The company's officials are set to engage with Latent PMS in a virtual one-on-one session. The key details of the scheduled meeting are outlined below:

Parameter: Details
Investor/Analyst: Latent PMS
Meeting Mode: Virtual (1×1)
Date: May 13, 2026

Investor Presentation and Disclosure Compliance

Five-Star Business Finance Limited has confirmed that an Investor Presentation has been uploaded on the company's website at https://fivestargroup.in/investors/ and was intimated to the stock exchanges vide letter dated April 28, 2026, for information of the public at large. The company has stated that all discussions during the meeting will be based on publicly available information, and no unpublished price sensitive information (UPSI) is intended to be discussed.

The company has also noted that changes to the schedule may occur due to exigencies on the part of the host or the company.
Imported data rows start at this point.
//! # Telecommand processor module
//!
//! The telecommand processor handles various TCs coming from any source.

// ---------------------------------------------------------------------------
// IMPORTS
// ---------------------------------------------------------------------------

// External
use log::{debug, error, info};

// Internal
use comms_if::{tc::Tc, tm::PlanTm};
use crate::{
    data_store::{DataStore, Nudge},
    grid_map::{Cell, GridMap},
    pose_ctrl::VelocityCmd,
    robot::Pose2,
    sim_loop::SimError,
};

// ---------------------------------------------------------------------------
// PUBLIC FUNCTIONS
// ---------------------------------------------------------------------------

/// Execute a telecommand.
///
/// Mutates the datastore to send commands to different modules. Issuing a goal
/// replaces the current one.
pub fn exec(ds: &mut DataStore, tc: &Tc) -> Result<(), SimError> {
    debug!("Recieved {:?} command", tc);

    // Handle different Tcs
    match tc {
        Tc::StartFollow => {
            let tour = ds.tour.clone();
            ds.pose_ctrl.follow(tour);
        }
        Tc::Goto { x_m, y_m, theta_rad } => {
            ds.pose_ctrl.goto(Pose2::new(*x_m, *y_m, *theta_rad));
        }
        Tc::GotoDefault => {
            ds.pose_ctrl.goto(ds.default_goal);
        }
        Tc::FollowWaypoints { waypoints } => {
            ds.pose_ctrl.follow(waypoints.iter().copied().map(Pose2::from).collect());
        }
        Tc::GotoCell { cell_x, cell_y, theta_rad } => {
            goto_cell(ds, (*cell_x, *cell_y), *theta_rad)?;
        }
        Tc::LiftRaise { duration_s } => {
            check_duration(*duration_s)?;
            ds.robot.lift_mut().raise(*duration_s);
        }
        Tc::LiftLower { duration_s } => {
            check_duration(*duration_s)?;
            ds.robot.lift_mut().lower(*duration_s);
        }
        Tc::LiftSet { angle_deg, duration_s } => {
            check_duration(*duration_s)?;
            if !angle_deg.is_finite() {
                return Err(SimError::InvalidTc(format!("lift angle {} deg", angle_deg)));
            }
            ds.robot.lift_mut().set_target(*angle_deg, *duration_s);
        }
        Tc::Nudge { speed_ms, turn_rate_rads, duration_s } => {
            if !speed_ms.is_finite() || !turn_rate_rads.is_finite() {
                return Err(SimError::InvalidTc(format!(
                    "nudge demand ({} m/s, {} rad/s)",
                    speed_ms, turn_rate_rads
                )));
            }
            if !(*duration_s > 0.0) || !duration_s.is_finite() {
                return Err(SimError::InvalidTc(format!("nudge duration {} s", duration_s)));
            }

            ds.nudge = Some(Nudge {
                cmd: VelocityCmd::new(*speed_ms, *turn_rate_rads),
                remaining_s: *duration_s,
            });
        }
        Tc::Stop => {
            ds.stop();
        }
        Tc::AddObstacle { cell_x, cell_y, theta_rad } => {
            map_mut(ds)?.add_obstacle((*cell_x, *cell_y), *theta_rad)?;
        }
        Tc::RemoveObstacle { cell_x, cell_y, theta_rad } => {
            map_mut(ds)?.remove_obstacle((*cell_x, *cell_y), *theta_rad)?;
        }
        Tc::ObstacleAhead => {
            let pose = ds.robot.pose();
            let map = map_mut(ds)?;
            let cell = robot_cell(map, &pose)?;
            map.add_obstacle(cell, pose.theta_rad)?;
        }
    }

    Ok(())
}

// ---------------------------------------------------------------------------
// PRIVATE FUNCTIONS
// ---------------------------------------------------------------------------

/// Plan from the robot's cell to the goal cell and follow the result.
///
/// The attempt is recorded in the data store's pending plans whether or not it
/// succeeds.
fn goto_cell(ds: &mut DataStore, goal: Cell, theta_rad: f64) -> Result<(), SimError> {
    let pose = ds.robot.pose();
    let planner = ds.planner;

    let map = map_mut(ds)?;
    let start = robot_cell(map, &pose)?;

    if !map.contains(goal) {
        return Err(SimError::InvalidTc(format!("goal cell {:?} is outside the map", goal)));
    }

    let num_removed = map.removed_walls().len();
    let path = map.replan_with(start, goal, planner);
    let num_restored_walls = num_removed - map.removed_walls().len();

    let waypoints = map.path_to_waypoints(&path, theta_rad);

    ds.pending_plans.push(PlanTm {
        planner: planner.to_string(),
        start,
        goal,
        path: path.clone(),
        waypoints: waypoints.clone(),
        num_restored_walls,
    });

    if path.is_empty() {
        error!("Cell {:?} cannot be reached from {:?}, stopping", goal, start);
        ds.stop();
        return Err(SimError::GoalUnreachable { start, goal });
    }

    info!(
        "Planned {} cell path from {:?} to {:?} ({} walls restored)",
        path.len(),
        start,
        goal,
        num_restored_walls
    );

    ds.pose_ctrl.follow(waypoints.into_iter().map(Pose2::from).collect());

    Ok(())
}

fn map_mut(ds: &mut DataStore) -> Result<&mut GridMap, SimError> {
    ds.map.as_mut().ok_or(SimError::NoMap)
}

fn robot_cell(map: &GridMap, pose: &Pose2) -> Result<Cell, SimError> {
    map.position_to_cell(pose.x_m, pose.y_m)
        .ok_or(SimError::RobotOffMap { x_m: pose.x_m, y_m: pose.y_m })
}

fn check_duration(duration_s: f64) -> Result<(), SimError> {
    if duration_s.is_finite() && duration_s >= 0.0 {
        Ok(())
    } else {
        Err(SimError::InvalidTc(format!("duration {} s", duration_s)))
    }
}

#[cfg(test)]
mod test {
    use super::*;
    use crate::grid_map::Direction;

    fn ds_with_map() -> DataStore {
        let mut ds = DataStore::default();
        ds.map = Some(GridMap::new_open(3, 3, 40.0).unwrap());
        ds
    }

    #[test]
    fn test_obstacles() {
        let mut ds = ds_with_map();

        exec(&mut ds, &Tc::AddObstacle { cell_x: 1, cell_y: 1, theta_rad: 0.1 }).unwrap();
        let map = ds.map.as_ref().unwrap();
        assert!(!map.is_connected((1, 1), Direction::E));
        assert_eq!(map.removed_walls().len(), 1);

        exec(&mut ds, &Tc::RemoveObstacle { cell_x: 1, cell_y: 1, theta_rad: -0.1 }).unwrap();
        let map = ds.map.as_ref().unwrap();
        assert!(map.is_connected((1, 1), Direction::E));
        assert!(map.removed_walls().is_empty());

        assert!(matches!(
            exec(&mut ds, &Tc::AddObstacle { cell_x: 5, cell_y: 1, theta_rad: 0.0 }),
            Err(SimError::GridMap(_))
        ));
    }

    #[test]
    fn test_obstacle_ahead() {
        let mut ds = ds_with_map();

        // Default robot sits at the origin facing Y+
        exec(&mut ds, &Tc::ObstacleAhead).unwrap();
        let map = ds.map.as_ref().unwrap();
        assert!(!map.is_connected((0, 0), Direction::N));
        assert!(map.is_connected((0, 0), Direction::E));
    }

    #[test]
    fn test_invalid_commands() {
        let mut ds = DataStore::default();

        assert!(matches!(
            exec(&mut ds, &Tc::Nudge { speed_ms: 0.1, turn_rate_rads: 0.0, duration_s: 0.0 }),
            Err(SimError::InvalidTc(_))
        ));
        assert!(matches!(
            exec(&mut ds, &Tc::Nudge { speed_ms: f64::NAN, turn_rate_rads: 0.0, duration_s: 1.0 }),
            Err(SimError::InvalidTc(_))
        ));
        assert!(matches!(
            exec(&mut ds, &Tc::LiftRaise { duration_s: -1.0 }),
            Err(SimError::InvalidTc(_))
        ));
        assert!(ds.nudge.is_none());

        let mut ds = ds_with_map();
        assert!(matches!(
            exec(&mut ds, &Tc::GotoCell { cell_x: 3, cell_y: 0, theta_rad: 0.0 }),
            Err(SimError::InvalidTc(_))
        ));
    }

    #[test]
    fn test_goto_cell_restores_walls() {
        let mut ds = DataStore::default();
        let mut map = GridMap::new_open(3, 1, 40.0).unwrap();
        map.delete_connection((1, 0), Direction::E).unwrap();
        ds.map = Some(map);

        // Robot at the centre of the first cell
        ds.robot = crate::robot::RobotState::new(crate::robot::Params {
            initial_x_m: 0.2,
            initial_y_m: 0.2,
            ..Default::default()
        });

        exec(&mut ds, &Tc::GotoCell { cell_x: 2, cell_y: 0, theta_rad: 0.0 }).unwrap();

        let plans = ds.take_plans();
        assert_eq!(plans[0].path, vec![(0, 0), (1, 0), (2, 0)]);
        assert_eq!(plans[0].num_restored_walls, 1);
        assert_eq!(plans[0].planner, "greedy");
        assert!(ds.pose_ctrl.is_active());
    }

    #[test]
    fn test_robot_off_map() {
        let mut ds = ds_with_map();
        ds.robot = crate::robot::RobotState::new(crate::robot::Params {
            initial_x_m: -1.0,
            ..Default::default()
        });

        assert!(matches!(
            exec(&mut ds, &Tc::GotoCell { cell_x: 1, cell_y: 1, theta_rad: 0.0 }),
            Err(SimError::RobotOffMap { .. })
        ));
    }
}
This disclosure has been submitted in accordance with Regulation 30(6) of the SEBI LODR Regulations, 2015.

Historical Stock Returns for Five Star Business Finance

1 Day5 Days1 Month6 Months1 Year5 Years
-0.60%-3.12%+8.88%-24.12%-32.58%-4.77%

What specific growth strategies or financial targets might Five-Star Business Finance highlight to Latent PMS that could influence the firm's investment decision?

How might increased institutional investor interest from meetings like this impact Five-Star Business Finance's stock liquidity and valuation multiples going forward?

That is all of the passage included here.